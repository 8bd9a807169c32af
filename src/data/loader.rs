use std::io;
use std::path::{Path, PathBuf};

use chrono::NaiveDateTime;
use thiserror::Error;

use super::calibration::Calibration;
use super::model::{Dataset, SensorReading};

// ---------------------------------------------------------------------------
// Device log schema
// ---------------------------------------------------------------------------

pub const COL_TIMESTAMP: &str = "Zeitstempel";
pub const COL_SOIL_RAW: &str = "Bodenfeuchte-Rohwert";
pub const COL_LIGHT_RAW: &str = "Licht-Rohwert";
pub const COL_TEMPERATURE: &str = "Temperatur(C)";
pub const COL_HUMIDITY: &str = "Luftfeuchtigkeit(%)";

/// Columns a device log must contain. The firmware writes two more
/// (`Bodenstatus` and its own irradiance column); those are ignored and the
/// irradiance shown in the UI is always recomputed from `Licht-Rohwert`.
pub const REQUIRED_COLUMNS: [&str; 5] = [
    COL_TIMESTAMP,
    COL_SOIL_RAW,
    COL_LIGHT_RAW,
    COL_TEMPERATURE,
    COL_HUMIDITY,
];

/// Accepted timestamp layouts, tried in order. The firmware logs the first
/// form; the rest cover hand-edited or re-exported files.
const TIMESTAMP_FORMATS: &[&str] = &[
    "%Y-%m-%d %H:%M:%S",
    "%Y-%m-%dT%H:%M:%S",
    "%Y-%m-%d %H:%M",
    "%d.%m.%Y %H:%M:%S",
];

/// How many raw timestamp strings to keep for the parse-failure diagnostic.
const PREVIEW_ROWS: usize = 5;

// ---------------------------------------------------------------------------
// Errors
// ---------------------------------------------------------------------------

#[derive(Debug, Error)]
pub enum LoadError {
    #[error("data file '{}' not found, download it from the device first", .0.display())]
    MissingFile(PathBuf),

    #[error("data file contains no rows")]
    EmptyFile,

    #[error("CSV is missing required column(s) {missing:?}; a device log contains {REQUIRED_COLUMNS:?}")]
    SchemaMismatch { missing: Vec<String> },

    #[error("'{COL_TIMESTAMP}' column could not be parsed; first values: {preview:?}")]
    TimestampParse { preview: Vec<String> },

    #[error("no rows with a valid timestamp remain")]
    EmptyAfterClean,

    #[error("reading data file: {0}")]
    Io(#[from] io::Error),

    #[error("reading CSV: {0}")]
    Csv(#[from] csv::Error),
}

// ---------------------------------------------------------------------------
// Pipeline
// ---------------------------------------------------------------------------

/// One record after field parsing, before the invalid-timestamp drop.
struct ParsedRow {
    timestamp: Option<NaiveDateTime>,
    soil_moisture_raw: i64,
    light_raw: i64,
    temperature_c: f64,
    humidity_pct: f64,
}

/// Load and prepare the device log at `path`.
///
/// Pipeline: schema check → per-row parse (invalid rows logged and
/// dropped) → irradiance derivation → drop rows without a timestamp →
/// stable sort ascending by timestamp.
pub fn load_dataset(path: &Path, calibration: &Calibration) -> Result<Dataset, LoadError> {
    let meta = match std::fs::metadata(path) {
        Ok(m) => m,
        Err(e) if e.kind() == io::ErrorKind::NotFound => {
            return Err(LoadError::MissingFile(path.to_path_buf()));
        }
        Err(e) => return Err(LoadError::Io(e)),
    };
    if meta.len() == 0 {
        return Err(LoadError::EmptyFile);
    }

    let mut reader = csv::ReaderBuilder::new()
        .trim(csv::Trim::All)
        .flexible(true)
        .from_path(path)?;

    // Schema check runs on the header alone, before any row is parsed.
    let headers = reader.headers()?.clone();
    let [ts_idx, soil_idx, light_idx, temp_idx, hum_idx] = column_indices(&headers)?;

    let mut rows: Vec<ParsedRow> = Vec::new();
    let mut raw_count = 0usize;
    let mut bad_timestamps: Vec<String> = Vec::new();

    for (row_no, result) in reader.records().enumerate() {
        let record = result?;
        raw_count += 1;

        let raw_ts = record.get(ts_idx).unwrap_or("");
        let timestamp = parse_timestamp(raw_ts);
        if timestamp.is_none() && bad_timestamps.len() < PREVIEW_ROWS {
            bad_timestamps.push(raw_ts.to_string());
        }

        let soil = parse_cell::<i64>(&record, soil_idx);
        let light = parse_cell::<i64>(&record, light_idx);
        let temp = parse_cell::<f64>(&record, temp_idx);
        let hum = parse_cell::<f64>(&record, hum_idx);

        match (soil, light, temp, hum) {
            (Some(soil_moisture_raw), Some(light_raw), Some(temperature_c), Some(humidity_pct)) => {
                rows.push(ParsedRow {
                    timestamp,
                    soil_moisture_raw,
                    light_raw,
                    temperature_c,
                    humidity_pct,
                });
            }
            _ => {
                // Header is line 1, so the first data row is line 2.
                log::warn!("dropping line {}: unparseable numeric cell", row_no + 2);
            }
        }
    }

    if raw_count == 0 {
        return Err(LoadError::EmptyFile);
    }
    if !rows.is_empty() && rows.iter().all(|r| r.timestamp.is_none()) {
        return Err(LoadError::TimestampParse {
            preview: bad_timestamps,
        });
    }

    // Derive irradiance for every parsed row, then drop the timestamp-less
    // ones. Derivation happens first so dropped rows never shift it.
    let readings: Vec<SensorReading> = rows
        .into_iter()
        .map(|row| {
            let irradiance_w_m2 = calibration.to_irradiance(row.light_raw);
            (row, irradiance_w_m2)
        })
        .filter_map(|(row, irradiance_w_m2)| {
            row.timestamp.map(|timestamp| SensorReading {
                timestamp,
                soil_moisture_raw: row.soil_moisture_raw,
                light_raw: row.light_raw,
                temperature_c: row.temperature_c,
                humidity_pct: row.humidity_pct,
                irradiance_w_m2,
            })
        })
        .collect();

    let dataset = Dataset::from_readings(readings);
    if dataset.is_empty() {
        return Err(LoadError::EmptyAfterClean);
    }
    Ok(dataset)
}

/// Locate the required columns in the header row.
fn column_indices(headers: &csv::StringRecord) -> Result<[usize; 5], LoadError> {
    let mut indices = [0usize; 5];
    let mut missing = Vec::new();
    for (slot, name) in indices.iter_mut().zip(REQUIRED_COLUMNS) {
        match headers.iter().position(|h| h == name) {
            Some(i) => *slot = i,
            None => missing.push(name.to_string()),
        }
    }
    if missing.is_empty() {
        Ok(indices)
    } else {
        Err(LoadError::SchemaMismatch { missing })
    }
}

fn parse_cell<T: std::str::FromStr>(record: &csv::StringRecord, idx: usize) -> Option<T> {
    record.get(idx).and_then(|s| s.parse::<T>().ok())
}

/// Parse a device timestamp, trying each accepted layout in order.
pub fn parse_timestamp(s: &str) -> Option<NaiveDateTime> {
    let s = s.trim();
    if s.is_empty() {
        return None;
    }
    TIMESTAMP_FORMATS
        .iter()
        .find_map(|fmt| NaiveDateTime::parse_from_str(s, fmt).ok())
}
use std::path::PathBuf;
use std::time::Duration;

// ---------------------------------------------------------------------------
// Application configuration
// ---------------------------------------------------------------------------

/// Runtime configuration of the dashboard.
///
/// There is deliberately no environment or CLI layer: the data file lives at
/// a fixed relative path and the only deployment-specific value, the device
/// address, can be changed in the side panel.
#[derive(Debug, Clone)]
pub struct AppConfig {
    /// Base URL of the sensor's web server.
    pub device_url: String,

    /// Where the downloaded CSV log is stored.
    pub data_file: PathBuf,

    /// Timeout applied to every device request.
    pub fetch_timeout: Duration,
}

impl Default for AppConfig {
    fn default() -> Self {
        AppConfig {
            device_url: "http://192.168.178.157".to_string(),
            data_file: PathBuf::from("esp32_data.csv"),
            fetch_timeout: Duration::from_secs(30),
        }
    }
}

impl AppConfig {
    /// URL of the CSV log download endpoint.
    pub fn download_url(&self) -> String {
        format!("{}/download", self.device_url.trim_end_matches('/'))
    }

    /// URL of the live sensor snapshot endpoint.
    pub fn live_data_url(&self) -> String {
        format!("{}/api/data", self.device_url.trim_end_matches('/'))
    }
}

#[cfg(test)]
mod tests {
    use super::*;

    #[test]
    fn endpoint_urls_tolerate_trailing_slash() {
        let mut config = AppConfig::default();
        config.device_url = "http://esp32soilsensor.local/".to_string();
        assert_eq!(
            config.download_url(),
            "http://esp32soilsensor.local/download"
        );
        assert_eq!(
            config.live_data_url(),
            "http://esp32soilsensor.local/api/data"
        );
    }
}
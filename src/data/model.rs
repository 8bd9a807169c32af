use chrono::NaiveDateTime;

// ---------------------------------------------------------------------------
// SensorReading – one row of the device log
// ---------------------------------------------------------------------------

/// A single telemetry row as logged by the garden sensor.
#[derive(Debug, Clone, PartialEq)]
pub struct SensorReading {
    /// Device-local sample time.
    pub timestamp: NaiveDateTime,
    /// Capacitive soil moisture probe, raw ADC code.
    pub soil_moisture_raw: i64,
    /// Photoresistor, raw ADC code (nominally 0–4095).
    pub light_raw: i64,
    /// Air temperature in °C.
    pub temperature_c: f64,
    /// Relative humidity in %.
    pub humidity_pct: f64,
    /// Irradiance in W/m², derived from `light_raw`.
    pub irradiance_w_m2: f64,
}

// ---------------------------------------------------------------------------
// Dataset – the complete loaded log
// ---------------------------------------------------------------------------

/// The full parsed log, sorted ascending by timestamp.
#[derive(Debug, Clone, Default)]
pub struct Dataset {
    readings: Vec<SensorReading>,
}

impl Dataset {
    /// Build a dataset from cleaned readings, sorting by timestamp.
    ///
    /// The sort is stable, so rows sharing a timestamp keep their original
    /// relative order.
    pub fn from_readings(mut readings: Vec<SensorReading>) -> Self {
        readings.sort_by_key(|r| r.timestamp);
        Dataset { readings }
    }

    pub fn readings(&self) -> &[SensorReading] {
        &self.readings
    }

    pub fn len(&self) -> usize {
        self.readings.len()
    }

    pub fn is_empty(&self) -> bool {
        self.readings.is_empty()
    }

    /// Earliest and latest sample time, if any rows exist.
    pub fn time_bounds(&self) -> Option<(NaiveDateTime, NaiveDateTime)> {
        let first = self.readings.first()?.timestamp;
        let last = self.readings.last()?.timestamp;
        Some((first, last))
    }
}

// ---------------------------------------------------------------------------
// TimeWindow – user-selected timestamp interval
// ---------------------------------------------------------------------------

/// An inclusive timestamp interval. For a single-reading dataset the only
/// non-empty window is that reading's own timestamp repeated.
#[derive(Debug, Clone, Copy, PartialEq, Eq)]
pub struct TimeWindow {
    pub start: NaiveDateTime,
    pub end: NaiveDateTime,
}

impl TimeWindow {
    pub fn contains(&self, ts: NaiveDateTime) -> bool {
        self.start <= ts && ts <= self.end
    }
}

+++

#### [EXERCISE REQUIREMENTS]
Lines above with "only" in them are the ones to copy.

#### [RESULT FOR THIS EXERCISE]
/// a fixed relative path and the only deployment-specific value, the device
/// An inclusive timestamp interval. For a single-reading dataset the only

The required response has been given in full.